Directions
Find the word "view" in the data below and copy each line that holds it.

Start of Records provided

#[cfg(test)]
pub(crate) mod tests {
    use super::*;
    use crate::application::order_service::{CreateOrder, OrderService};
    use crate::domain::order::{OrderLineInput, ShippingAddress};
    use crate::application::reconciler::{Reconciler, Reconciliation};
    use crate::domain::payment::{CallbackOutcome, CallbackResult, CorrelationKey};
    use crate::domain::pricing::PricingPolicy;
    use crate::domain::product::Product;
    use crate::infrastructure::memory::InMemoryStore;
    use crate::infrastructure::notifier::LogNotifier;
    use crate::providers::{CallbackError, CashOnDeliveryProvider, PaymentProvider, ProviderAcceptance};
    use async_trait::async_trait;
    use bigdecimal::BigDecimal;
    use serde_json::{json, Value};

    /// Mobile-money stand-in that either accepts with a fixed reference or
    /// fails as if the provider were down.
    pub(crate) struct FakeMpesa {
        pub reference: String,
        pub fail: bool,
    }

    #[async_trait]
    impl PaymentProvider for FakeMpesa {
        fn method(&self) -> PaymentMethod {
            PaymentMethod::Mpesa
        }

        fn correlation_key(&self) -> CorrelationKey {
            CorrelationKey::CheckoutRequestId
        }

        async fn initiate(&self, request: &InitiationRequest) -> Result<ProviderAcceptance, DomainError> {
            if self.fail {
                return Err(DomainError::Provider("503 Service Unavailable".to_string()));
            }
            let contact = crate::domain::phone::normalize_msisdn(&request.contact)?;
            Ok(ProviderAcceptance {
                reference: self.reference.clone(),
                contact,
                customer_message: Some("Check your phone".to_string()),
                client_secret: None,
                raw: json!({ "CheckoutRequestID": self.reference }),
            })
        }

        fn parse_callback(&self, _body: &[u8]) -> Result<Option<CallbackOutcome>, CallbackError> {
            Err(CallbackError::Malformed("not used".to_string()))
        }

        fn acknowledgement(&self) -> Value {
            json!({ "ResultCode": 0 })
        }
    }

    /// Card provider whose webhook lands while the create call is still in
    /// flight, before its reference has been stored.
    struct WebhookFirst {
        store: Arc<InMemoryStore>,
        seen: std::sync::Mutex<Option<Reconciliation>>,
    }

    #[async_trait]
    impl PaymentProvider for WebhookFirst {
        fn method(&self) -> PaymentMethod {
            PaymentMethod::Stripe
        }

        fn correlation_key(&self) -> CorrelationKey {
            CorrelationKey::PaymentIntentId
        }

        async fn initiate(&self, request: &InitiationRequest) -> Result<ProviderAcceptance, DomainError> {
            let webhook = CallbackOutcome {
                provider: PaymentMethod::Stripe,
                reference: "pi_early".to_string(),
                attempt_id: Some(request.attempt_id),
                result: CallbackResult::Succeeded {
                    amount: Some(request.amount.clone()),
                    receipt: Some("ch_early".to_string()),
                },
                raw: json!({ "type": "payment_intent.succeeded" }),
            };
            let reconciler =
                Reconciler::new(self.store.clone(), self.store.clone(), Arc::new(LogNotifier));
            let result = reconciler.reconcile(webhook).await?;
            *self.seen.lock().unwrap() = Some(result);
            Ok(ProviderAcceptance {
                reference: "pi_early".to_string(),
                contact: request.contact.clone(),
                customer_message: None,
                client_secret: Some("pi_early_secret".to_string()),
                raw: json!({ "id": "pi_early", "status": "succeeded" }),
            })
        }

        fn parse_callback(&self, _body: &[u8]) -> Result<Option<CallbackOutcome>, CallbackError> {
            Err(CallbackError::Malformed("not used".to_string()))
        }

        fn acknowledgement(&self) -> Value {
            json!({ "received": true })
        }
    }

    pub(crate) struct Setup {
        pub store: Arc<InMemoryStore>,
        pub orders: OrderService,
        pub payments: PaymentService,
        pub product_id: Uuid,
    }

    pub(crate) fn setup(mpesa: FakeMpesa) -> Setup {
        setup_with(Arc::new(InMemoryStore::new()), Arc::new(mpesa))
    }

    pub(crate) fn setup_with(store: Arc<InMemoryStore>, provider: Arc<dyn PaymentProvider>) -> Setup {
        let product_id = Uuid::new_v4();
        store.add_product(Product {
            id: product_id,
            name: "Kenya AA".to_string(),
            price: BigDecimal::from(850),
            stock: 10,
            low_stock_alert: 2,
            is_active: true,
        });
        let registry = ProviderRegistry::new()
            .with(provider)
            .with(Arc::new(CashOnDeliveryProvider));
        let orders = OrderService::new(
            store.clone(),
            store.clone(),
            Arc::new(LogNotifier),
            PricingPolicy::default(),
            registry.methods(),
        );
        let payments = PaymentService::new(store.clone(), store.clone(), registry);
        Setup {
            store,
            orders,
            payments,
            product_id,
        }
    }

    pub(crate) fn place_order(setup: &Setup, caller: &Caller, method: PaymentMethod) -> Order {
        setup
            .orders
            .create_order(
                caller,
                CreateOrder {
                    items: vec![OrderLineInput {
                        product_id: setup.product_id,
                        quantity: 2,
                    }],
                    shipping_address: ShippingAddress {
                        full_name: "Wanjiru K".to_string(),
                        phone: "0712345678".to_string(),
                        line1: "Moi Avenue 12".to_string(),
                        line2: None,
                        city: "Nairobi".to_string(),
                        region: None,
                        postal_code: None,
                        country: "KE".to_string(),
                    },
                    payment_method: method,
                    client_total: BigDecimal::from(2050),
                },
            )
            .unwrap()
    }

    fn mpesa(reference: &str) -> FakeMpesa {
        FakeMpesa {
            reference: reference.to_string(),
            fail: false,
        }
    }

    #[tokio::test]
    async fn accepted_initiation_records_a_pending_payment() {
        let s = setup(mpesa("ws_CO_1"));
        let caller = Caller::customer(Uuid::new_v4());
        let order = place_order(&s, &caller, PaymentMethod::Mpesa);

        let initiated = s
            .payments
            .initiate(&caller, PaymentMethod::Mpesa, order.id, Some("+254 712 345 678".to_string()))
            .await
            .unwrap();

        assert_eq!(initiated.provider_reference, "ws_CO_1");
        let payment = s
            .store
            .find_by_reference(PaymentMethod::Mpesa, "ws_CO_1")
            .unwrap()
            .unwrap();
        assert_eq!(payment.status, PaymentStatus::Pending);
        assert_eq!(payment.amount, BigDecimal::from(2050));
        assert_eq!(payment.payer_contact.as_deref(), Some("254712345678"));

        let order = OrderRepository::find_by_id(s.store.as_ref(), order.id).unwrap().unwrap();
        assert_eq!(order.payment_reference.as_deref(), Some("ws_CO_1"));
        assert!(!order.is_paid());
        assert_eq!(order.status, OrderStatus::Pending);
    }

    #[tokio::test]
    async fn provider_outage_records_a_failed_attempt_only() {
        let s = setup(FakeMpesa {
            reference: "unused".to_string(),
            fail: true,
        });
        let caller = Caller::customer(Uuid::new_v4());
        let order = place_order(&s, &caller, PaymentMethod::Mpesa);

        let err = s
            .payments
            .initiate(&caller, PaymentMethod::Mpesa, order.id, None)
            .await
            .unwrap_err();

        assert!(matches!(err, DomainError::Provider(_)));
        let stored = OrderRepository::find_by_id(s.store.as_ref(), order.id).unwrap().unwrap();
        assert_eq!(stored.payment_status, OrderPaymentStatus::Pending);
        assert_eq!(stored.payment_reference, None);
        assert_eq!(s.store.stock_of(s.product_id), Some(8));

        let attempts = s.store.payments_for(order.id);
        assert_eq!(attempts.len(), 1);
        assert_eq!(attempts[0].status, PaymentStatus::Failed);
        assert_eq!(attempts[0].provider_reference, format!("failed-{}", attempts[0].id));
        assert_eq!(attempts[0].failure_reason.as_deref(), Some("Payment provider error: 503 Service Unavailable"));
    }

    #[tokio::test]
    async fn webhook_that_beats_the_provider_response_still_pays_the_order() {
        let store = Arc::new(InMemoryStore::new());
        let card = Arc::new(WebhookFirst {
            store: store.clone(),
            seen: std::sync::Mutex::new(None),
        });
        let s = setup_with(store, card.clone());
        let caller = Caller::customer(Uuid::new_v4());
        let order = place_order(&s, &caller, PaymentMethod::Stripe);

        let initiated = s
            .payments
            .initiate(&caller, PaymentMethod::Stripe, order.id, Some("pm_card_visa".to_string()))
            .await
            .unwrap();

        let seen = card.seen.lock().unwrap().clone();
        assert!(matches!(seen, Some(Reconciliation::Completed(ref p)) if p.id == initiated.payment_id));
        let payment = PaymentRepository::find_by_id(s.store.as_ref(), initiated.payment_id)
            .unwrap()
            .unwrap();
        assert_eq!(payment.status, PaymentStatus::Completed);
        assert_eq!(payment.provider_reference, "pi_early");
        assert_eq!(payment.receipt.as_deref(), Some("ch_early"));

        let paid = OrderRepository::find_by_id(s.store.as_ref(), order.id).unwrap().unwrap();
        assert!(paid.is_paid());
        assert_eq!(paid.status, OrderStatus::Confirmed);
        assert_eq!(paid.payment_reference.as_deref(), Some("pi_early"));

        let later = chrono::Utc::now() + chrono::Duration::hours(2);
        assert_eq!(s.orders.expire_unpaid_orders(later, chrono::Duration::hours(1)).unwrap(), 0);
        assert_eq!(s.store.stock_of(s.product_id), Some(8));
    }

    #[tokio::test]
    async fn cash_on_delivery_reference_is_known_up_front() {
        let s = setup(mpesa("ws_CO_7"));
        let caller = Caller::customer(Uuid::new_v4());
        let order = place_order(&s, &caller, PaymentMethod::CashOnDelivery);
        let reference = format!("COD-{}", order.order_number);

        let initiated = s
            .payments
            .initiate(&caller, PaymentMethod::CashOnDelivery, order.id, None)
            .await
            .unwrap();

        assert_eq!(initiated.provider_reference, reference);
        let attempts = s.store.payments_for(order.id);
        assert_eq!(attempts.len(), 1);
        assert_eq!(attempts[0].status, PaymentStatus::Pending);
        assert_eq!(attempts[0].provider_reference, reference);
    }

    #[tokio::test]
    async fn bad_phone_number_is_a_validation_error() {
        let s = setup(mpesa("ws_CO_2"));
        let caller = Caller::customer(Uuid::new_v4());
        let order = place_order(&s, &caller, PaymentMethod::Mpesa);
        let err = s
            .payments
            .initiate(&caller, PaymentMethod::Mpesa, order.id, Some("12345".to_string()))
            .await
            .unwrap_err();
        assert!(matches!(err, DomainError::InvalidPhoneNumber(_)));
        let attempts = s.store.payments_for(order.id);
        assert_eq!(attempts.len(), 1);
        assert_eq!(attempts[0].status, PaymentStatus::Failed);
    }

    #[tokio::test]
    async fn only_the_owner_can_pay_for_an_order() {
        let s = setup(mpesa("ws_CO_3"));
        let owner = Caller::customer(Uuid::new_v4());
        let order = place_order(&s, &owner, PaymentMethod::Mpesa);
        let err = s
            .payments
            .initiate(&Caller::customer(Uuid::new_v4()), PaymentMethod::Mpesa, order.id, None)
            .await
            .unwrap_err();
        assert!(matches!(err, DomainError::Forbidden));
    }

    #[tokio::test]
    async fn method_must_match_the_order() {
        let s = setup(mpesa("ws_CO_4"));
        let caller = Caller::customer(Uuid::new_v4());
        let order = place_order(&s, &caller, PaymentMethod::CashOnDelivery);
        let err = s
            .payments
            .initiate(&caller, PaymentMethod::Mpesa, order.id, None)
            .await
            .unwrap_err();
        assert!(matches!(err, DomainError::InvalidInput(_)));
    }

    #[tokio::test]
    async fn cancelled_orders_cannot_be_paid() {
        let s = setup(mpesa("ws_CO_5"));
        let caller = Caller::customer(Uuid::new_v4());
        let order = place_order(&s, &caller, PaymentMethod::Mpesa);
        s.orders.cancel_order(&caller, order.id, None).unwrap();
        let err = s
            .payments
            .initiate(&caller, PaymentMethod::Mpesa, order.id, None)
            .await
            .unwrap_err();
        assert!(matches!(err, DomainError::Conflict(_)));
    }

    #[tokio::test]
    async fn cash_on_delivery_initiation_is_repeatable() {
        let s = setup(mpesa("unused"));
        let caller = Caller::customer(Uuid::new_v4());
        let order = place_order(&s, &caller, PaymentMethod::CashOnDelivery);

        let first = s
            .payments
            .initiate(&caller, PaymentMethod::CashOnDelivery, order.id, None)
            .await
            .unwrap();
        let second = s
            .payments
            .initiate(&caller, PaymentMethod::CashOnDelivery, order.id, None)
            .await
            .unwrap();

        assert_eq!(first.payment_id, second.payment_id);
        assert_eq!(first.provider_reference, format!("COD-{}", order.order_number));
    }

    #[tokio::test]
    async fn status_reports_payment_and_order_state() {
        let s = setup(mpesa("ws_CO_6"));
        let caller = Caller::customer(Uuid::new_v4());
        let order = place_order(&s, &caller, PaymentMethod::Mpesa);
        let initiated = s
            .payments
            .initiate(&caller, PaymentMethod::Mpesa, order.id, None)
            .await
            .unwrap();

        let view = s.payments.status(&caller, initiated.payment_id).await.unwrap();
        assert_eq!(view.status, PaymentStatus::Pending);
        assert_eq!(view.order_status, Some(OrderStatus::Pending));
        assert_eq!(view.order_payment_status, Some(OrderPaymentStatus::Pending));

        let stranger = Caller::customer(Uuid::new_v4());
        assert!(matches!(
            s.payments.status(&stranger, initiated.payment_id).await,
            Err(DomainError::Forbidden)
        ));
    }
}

End of Records provided

Answer section
        let view = s.payments.status(&caller, initiated.payment_id).await.unwrap();
        assert_eq!(view.status, PaymentStatus::Pending);
        assert_eq!(view.order_status, Some(OrderStatus::Pending));
        assert_eq!(view.order_payment_status, Some(OrderPaymentStatus::Pending));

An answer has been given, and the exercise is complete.